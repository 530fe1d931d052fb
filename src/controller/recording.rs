//! In-memory pointer backend
//!
//! Keeps a virtual pointer and logs every call. Used for dry runs by the
//! `windmouse` binary and as a deterministic backend in tests.

use std::collections::BTreeSet;
use std::time::Duration;

use serde::{Deserialize, Serialize};
use tracing::trace;

use super::backend::{BackendError, HoldMouseButton, PointerBackend};
use crate::trajectory::{Coordinate, Point};

/// One recorded backend call
#[derive(Debug, Clone, PartialEq, Eq, Serialize, Deserialize)]
#[serde(tag = "event", rename_all = "snake_case")]
pub enum BackendEvent {
    /// Pointer moved
    Move {
        /// Target x
        x: Coordinate,
        /// Target y
        y: Coordinate,
        /// Requested move duration
        duration_ms: u64,
    },
    /// Button pressed
    Press {
        /// Button pressed
        button: HoldMouseButton,
    },
    /// Button released
    Release {
        /// Button released
        button: HoldMouseButton,
    },
}

/// Virtual pointer that records what it was asked to do
#[derive(Debug, Clone, Default)]
pub struct RecordingBackend {
    position: Point,
    held: BTreeSet<HoldMouseButton>,
    events: Vec<BackendEvent>,
    position_queries: usize,
}

impl RecordingBackend {
    /// Pointer at the origin
    pub fn new() -> Self {
        Self::default()
    }

    /// Pointer at `position`
    pub fn at(position: Point) -> Self {
        Self {
            position,
            ..Self::default()
        }
    }

    /// Current virtual pointer position
    pub fn position(&self) -> Point {
        self.position
    }

    /// Move the pointer without recording an event (simulates the user)
    pub fn set_position(&mut self, position: Point) {
        self.position = position;
    }

    /// Whether `button` is currently held
    pub fn is_held(&self, button: HoldMouseButton) -> bool {
        self.held.contains(&button)
    }

    /// Buttons currently held
    pub fn held(&self) -> impl Iterator<Item = HoldMouseButton> + '_ {
        self.held.iter().copied()
    }

    /// Every recorded call, oldest first
    pub fn events(&self) -> &[BackendEvent] {
        &self.events
    }

    /// Move targets, oldest first
    pub fn moves(&self) -> impl Iterator<Item = Point> + '_ {
        self.events.iter().filter_map(|event| match event {
            BackendEvent::Move { x, y, .. } => Some(Point::new(*x, *y)),
            _ => None,
        })
    }

    /// Number of per-axis position queries served
    pub fn position_queries(&self) -> usize {
        self.position_queries
    }

    /// Drain the event log
    pub fn take_events(&mut self) -> Vec<BackendEvent> {
        std::mem::take(&mut self.events)
    }
}

impl PointerBackend for RecordingBackend {
    fn current_pointer_x(&mut self) -> Result<Coordinate, BackendError> {
        self.position_queries += 1;
        Ok(self.position.x)
    }

    fn current_pointer_y(&mut self) -> Result<Coordinate, BackendError> {
        self.position_queries += 1;
        Ok(self.position.y)
    }

    fn move_pointer_to(
        &mut self,
        x: Coordinate,
        y: Coordinate,
        duration: Duration,
    ) -> Result<(), BackendError> {
        trace!("Recording move to ({}, {})", x, y);
        self.position = Point::new(x, y);
        self.events.push(BackendEvent::Move {
            x,
            y,
            duration_ms: u64::try_from(duration.as_millis()).unwrap_or(u64::MAX),
        });
        Ok(())
    }

    fn press_button(&mut self, button: HoldMouseButton) -> Result<(), BackendError> {
        self.held.insert(button);
        self.events.push(BackendEvent::Press { button });
        Ok(())
    }

    fn release_button(&mut self, button: HoldMouseButton) -> Result<(), BackendError> {
        self.held.remove(&button);
        self.events.push(BackendEvent::Release { button });
        Ok(())
    }
}
//! Controller Error Types

use thiserror::Error;

use super::backend::BackendError;
use crate::trajectory::TrajectoryError;

/// Result type for controller operations
pub type Result<T> = std::result::Result<T, ControllerError>;

/// Motion controller errors
///
/// Running out of points is not an error; `tick` reports it as `Ok(false)`.
#[derive(Error, Debug)]
pub enum ControllerError {
    /// Physical parameters rejected while building a trajectory
    #[error(transparent)]
    Trajectory(#[from] TrajectoryError),

    /// Backend failure, passed through untouched
    #[error(transparent)]
    Backend(#[from] BackendError),

    /// Only one axis of the destination was configured
    #[error("Incomplete target: {0} coordinate is missing")]
    IncompleteTarget(&'static str),
}

/// Error classification
#[derive(Debug, Clone, Copy, PartialEq, Eq, Hash)]
pub enum ErrorKind {
    /// Invalid parameters or construction input
    Configuration,
    /// Backend I/O failure
    Backend,
}

impl ControllerError {
    /// Classify the error
    pub fn kind(&self) -> ErrorKind {
        match self {
            ControllerError::Trajectory(_) | ControllerError::IncompleteTarget(_) => {
                ErrorKind::Configuration
            }
            ControllerError::Backend(_) => ErrorKind::Backend,
        }
    }
}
+ + +
*Goal of the exercise*. The lines that contain the word "ErrorKind" are wanted; copy each of them from the records.

*Answer section*.
pub enum ErrorKind {
    pub fn kind(&self) -> ErrorKind {
                ErrorKind::Configuration
            ControllerError::Backend(_) => ErrorKind::Backend,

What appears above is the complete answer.